At the NHL’s annual awards show tonight in Las Vegas, the shiniest piece of hardware that will be given out is the Hart Memorial Trophy, which is awarded to the player deemed to be the most valuable to his team by the Professional Hockey Writers’ Association. The shortlist of nominees includes Penguins’ captain Sidney Crosby, Oilers’ phenom Connor McDavid, and Blue Jackets’ goalie Sergei Bobrovsky — all of whom had terrific seasons. But no matter who wins, there’s an argument to be made that it will be the wrong choice. This is because the league’s most outstanding performance came from someone who wasn’t nominated.
San Jose Sharks’ defenseman Brent Burns turned heads all season, and often for reasons other than his toothless smile, man bun and ZZ Top beard. His production was everything you could ask of someone on the blue line, notching 76 points, tied for the fourth-highest point total by a defenseman since the lockout of 2004-05. Of those 76 points, 29 were goals, which was 70 percent more than the second-best defenseman and the most by anyone at the position since 2008-09. Burns isn’t only a goal-producing machine—he also led the league in point shares, 1 accounting for more of his team’s success in the standings than any of the three (still very worthy) MVP candidates nominated above him. He’s also the only player in the NHL to finish in the top five in both offensive and defensive point shares. That’s pretty impressive stuff, but not impressive enough to be a finalist for the Hart, apparently.
Despite Burns’s gaudy scoring numbers and clear impact on his team’s success, it shouldn’t come as a shock that the PHWA left Burns off its list: Defensemen, despite representing one third of the players on ice, have a long history of being overlooked. The last time a defenseman was nominated for the Hart trophy, we were all basking in relief that Y2K hadn’t destroyed civilization. Chris Pronger won the award after his brilliant 1999-00 season with the St. Louis Blues. In his MVP-winning campaign, Pronger notched 62 points and led the NHL with 14.2 point shares, both of which fall short of Burns’s numbers from 2016-17.
On their own, Burns’s numbers are impressive. But when you compare them to those of his peers, they look downright heroic. Since the lockout — and excluding 2012-13, which was a half-season — the top-10 defensemen in the league each season2 have scored an average of 58 points. This year, Burns scored 18 more points than that. The entire blue line corps of five teams failed to notch more goals than Burns, including the Washington Capitals, who had the best record in hockey. Other blue liners have been snubbed since Pronger’s Hart win. Most notably, Nicklas Lidstrom won seven Norris trophies as the league’s top defenseman, but he was never even named as a finalist for the Hart trophy.3 It’s true that Lidstrom’s reign of dominance coincided with the rise of generational talents like Crosby and Alexander Ovechkin, but it’s difficult to believe one of the five best defensemen to ever play hockey wasn’t good enough to at least be considered as one of the three best players in the NHL during that stretch.
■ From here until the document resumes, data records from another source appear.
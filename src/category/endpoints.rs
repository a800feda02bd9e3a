//! HTTP handlers for listing, creating and deleting categories.

use axum::{
    Json,
    extract::{FromRef, State, rejection::JsonRejection},
    http::StatusCode,
};
use serde_json::{Value, json};

use crate::{
    AppState, Error,
    category::{
        Category, CategoryPayload, DeleteCategoryPayload, SQLiteCategoryStore,
        service::{create_category, delete_category, list_categories},
    },
    extract::{CurrentUser, json_body},
};

/// The state needed by the category endpoints.
#[derive(Debug, Clone)]
pub struct CategoryEndpointState {
    /// The store for the user's categories.
    pub store: SQLiteCategoryStore,
}

impl FromRef<AppState> for CategoryEndpointState {
    fn from_ref(state: &AppState) -> Self {
        Self {
            store: state.category_store(),
        }
    }
}

/// List the current user's categories.
pub async fn get_categories_endpoint(
    State(state): State<CategoryEndpointState>,
    CurrentUser(user_id): CurrentUser,
) -> Result<Json<Vec<Category>>, Error> {
    list_categories(&state.store, user_id.as_ref()).map(Json)
}

/// Create a category for the current user.
pub async fn create_category_endpoint(
    State(state): State<CategoryEndpointState>,
    CurrentUser(user_id): CurrentUser,
    body: Result<Json<CategoryPayload>, JsonRejection>,
) -> Result<(StatusCode, Json<Category>), Error> {
    let payload = json_body(user_id.as_ref(), body)?;

    let category = create_category(&state.store, user_id.as_ref(), payload)?;

    Ok((StatusCode::CREATED, Json(category)))
}

/// Delete one of the current user's categories.
pub async fn delete_category_endpoint(
    State(state): State<CategoryEndpointState>,
    CurrentUser(user_id): CurrentUser,
    body: Result<Json<DeleteCategoryPayload>, JsonRejection>,
) -> Result<Json<Value>, Error> {
    let payload = json_body(user_id.as_ref(), body)?;

    delete_category(&state.store, user_id.as_ref(), payload.id)?;

    Ok(Json(json!({ "success": true })))
}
And if the dearth of defensemen nominated for the Hart since Pronger’s win in ‘99-00 looks suspicious, all you’ve got to do is look at the three decades preceding his win to understand it’s been something of an enduring trend: before Pronger, the last defenseman to win the Hart trophy was Bobby Orr in 1971-72.4 And before Orr? It was Toronto Maple Leafs defenseman Babe Pratt, who won the Hart in 1943-44. Hockey writers—apparently—don’t have much love for defensemen.
Although it ostensibly honors the best player on the ice, the Hart trophy is basically an award given to the top forward — and really just the top center 5 — and every once in awhile the top goalie in the NHL. Until the Hart’s description reads, “Given to the league’s best centerman (and sometimes it’s best goalie, too),” it’s due time the PHWA begins taking the candidacy of the league’s top defensemen for the league’s top honors seriously.